* **Data for the task**

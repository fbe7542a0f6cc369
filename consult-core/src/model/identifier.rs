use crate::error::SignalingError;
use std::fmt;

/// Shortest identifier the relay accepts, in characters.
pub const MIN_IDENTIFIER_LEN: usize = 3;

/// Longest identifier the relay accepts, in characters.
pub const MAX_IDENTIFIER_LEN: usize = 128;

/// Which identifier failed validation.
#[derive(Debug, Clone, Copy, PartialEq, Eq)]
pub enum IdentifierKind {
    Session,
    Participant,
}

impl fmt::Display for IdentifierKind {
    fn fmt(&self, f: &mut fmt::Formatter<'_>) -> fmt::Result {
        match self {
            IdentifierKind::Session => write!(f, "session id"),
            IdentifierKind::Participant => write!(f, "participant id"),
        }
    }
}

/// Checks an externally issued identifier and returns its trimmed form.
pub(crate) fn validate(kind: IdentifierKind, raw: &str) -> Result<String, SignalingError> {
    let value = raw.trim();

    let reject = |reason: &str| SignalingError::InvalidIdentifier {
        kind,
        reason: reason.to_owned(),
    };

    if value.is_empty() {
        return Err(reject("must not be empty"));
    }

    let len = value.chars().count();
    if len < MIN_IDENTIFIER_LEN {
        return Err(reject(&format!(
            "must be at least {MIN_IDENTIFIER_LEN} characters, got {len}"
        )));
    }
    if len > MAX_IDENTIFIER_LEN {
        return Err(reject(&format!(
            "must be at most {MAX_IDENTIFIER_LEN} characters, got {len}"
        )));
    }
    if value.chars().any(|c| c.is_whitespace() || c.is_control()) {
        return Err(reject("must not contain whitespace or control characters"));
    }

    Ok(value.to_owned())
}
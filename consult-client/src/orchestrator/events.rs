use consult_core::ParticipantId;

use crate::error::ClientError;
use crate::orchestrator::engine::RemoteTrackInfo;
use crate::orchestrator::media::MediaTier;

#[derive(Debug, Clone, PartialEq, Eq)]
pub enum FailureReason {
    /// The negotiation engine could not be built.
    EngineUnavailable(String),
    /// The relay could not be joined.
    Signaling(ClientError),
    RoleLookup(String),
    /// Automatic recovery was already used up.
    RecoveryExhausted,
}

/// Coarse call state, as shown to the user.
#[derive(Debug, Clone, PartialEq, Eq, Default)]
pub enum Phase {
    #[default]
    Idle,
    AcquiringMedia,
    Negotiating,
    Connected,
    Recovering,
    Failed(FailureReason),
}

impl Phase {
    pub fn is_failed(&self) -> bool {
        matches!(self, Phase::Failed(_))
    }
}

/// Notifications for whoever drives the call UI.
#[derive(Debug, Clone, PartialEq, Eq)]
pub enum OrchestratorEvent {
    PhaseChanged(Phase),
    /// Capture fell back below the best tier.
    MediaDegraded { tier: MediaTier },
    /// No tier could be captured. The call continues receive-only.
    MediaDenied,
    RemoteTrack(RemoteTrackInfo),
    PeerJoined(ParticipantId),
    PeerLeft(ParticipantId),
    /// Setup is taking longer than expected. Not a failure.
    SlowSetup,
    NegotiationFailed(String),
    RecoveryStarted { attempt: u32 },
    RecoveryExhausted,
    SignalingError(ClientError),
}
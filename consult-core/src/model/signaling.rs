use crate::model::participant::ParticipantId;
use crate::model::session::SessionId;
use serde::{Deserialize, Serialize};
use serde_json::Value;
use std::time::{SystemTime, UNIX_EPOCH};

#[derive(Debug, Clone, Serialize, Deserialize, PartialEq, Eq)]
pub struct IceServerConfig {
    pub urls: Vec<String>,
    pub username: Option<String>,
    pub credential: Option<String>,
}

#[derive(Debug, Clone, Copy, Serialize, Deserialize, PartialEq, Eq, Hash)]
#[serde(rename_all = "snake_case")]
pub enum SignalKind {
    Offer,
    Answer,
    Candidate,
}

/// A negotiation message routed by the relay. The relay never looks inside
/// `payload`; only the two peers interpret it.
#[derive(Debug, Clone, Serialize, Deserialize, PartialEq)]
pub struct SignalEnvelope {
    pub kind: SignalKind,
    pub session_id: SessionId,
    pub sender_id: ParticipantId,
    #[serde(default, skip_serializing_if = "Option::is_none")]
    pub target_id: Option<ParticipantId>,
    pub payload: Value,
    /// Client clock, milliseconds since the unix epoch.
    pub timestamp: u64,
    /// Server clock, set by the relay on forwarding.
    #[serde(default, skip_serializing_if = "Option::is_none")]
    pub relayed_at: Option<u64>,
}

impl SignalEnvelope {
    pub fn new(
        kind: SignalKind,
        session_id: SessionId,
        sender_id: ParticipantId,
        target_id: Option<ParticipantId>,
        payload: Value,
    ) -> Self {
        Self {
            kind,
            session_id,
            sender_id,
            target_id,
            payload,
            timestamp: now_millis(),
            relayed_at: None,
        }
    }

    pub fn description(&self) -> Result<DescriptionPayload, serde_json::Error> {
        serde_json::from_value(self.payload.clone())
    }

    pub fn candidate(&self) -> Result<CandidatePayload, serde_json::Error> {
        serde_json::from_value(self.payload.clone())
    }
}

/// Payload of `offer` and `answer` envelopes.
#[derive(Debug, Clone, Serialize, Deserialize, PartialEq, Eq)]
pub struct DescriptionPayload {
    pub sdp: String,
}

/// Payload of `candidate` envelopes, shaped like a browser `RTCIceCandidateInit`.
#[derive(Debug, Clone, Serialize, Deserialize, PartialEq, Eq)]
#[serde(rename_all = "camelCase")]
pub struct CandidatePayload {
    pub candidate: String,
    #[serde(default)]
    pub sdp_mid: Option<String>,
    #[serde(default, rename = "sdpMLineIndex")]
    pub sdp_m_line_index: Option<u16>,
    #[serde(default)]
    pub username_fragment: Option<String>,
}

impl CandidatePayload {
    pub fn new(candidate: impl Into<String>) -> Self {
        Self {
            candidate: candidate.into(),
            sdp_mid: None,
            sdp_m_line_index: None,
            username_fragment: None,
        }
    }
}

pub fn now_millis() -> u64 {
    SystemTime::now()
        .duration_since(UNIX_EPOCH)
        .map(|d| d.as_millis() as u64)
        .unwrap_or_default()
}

* **What the task asks**
Above are the records; restate each one exactly.

* **Output for this task**
repository fbe7542a0f6cc369
filename consult-core/src/model/identifier.rs
use crate::error::SignalingError;
use std::fmt;

/// Shortest identifier the relay accepts, in characters.
pub const MIN_IDENTIFIER_LEN: usize = 3;

/// Longest identifier the relay accepts, in characters.
pub const MAX_IDENTIFIER_LEN: usize = 128;

/// Which identifier failed validation.
#[derive(Debug, Clone, Copy, PartialEq, Eq)]
pub enum IdentifierKind {
    Session,
    Participant,
}

impl fmt::Display for IdentifierKind {
    fn fmt(&self, f: &mut fmt::Formatter<'_>) -> fmt::Result {
        match self {
            IdentifierKind::Session => write!(f, "session id"),
            IdentifierKind::Participant => write!(f, "participant id"),
        }
    }
}

/// Checks an externally issued identifier and returns its trimmed form.
pub(crate) fn validate(kind: IdentifierKind, raw: &str) -> Result<String, SignalingError> {
    let value = raw.trim();

    let reject = |reason: &str| SignalingError::InvalidIdentifier {
        kind,
        reason: reason.to_owned(),
    };

    if value.is_empty() {
        return Err(reject("must not be empty"));
    }

    let len = value.chars().count();
    if len < MIN_IDENTIFIER_LEN {
        return Err(reject(&format!(
            "must be at least {MIN_IDENTIFIER_LEN} characters, got {len}"
        )));
    }
    if len > MAX_IDENTIFIER_LEN {
        return Err(reject(&format!(
            "must be at most {MAX_IDENTIFIER_LEN} characters, got {len}"
        )));
    }
    if value.chars().any(|c| c.is_whitespace() || c.is_control()) {
        return Err(reject("must not contain whitespace or control characters"));
    }

    Ok(value.to_owned())
}
filename consult-client/src/orchestrator/events.rs
use consult_core::ParticipantId;

use crate::error::ClientError;
use crate::orchestrator::engine::RemoteTrackInfo;
use crate::orchestrator::media::MediaTier;

#[derive(Debug, Clone, PartialEq, Eq)]
pub enum FailureReason {
    /// The negotiation engine could not be built.
    EngineUnavailable(String),
    /// The relay could not be joined.
    Signaling(ClientError),
    RoleLookup(String),
    /// Automatic recovery was already used up.
    RecoveryExhausted,
}

/// Coarse call state, as shown to the user.
#[derive(Debug, Clone, PartialEq, Eq, Default)]
pub enum Phase {
    #[default]
    Idle,
    AcquiringMedia,
    Negotiating,
    Connected,
    Recovering,
    Failed(FailureReason),
}

impl Phase {
    pub fn is_failed(&self) -> bool {
        matches!(self, Phase::Failed(_))
    }
}

/// Notifications for whoever drives the call UI.
#[derive(Debug, Clone, PartialEq, Eq)]
pub enum OrchestratorEvent {
    PhaseChanged(Phase),
    /// Capture fell back below the best tier.
    MediaDegraded { tier: MediaTier },
    /// No tier could be captured. The call continues receive-only.
    MediaDenied,
    RemoteTrack(RemoteTrackInfo),
    PeerJoined(ParticipantId),
    PeerLeft(ParticipantId),
    /// Setup is taking longer than expected. Not a failure.
    SlowSetup,
    NegotiationFailed(String),
    RecoveryStarted { attempt: u32 },
    RecoveryExhausted,
    SignalingError(ClientError),
}
filename consult-core/src/model/signaling.rs
use crate::model::participant::ParticipantId;
use crate::model::session::SessionId;
use serde::{Deserialize, Serialize};
use serde_json::Value;
use std::time::{SystemTime, UNIX_EPOCH};

#[derive(Debug, Clone, Serialize, Deserialize, PartialEq, Eq)]
pub struct IceServerConfig {
    pub urls: Vec<String>,
    pub username: Option<String>,
    pub credential: Option<String>,
}

#[derive(Debug, Clone, Copy, Serialize, Deserialize, PartialEq, Eq, Hash)]
#[serde(rename_all = "snake_case")]
pub enum SignalKind {
    Offer,
    Answer,
    Candidate,
}

/// A negotiation message routed by the relay. The relay never looks inside
/// `payload`; only the two peers interpret it.
#[derive(Debug, Clone, Serialize, Deserialize, PartialEq)]
pub struct SignalEnvelope {
    pub kind: SignalKind,
    pub session_id: SessionId,
    pub sender_id: ParticipantId,
    #[serde(default, skip_serializing_if = "Option::is_none")]
    pub target_id: Option<ParticipantId>,
    pub payload: Value,
    /// Client clock, milliseconds since the unix epoch.
    pub timestamp: u64,
    /// Server clock, set by the relay on forwarding.
    #[serde(default, skip_serializing_if = "Option::is_none")]
    pub relayed_at: Option<u64>,
}

impl SignalEnvelope {
    pub fn new(
        kind: SignalKind,
        session_id: SessionId,
        sender_id: ParticipantId,
        target_id: Option<ParticipantId>,
        payload: Value,
    ) -> Self {
        Self {
            kind,
            session_id,
            sender_id,
            target_id,
            payload,
            timestamp: now_millis(),
            relayed_at: None,
        }
    }

    pub fn description(&self) -> Result<DescriptionPayload, serde_json::Error> {
        serde_json::from_value(self.payload.clone())
    }

    pub fn candidate(&self) -> Result<CandidatePayload, serde_json::Error> {
        serde_json::from_value(self.payload.clone())
    }
}

/// Payload of `offer` and `answer` envelopes.
#[derive(Debug, Clone, Serialize, Deserialize, PartialEq, Eq)]
pub struct DescriptionPayload {
    pub sdp: String,
}

/// Payload of `candidate` envelopes, shaped like a browser `RTCIceCandidateInit`.
#[derive(Debug, Clone, Serialize, Deserialize, PartialEq, Eq)]
#[serde(rename_all = "camelCase")]
pub struct CandidatePayload {
    pub candidate: String,
    #[serde(default)]
    pub sdp_mid: Option<String>,
    #[serde(default, rename = "sdpMLineIndex")]
    pub sdp_m_line_index: Option<u16>,
    #[serde(default)]
    pub username_fragment: Option<String>,
}

impl CandidatePayload {
    pub fn new(candidate: impl Into<String>) -> Self {
        Self {
            candidate: candidate.into(),
            sdp_mid: None,
            sdp_m_line_index: None,
            username_fragment: None,
        }
    }
}

pub fn now_millis() -> u64 {
    SystemTime::now()
        .duration_since(UNIX_EPOCH)
        .map(|d| d.as_millis() as u64)
        .unwrap_or_default()
}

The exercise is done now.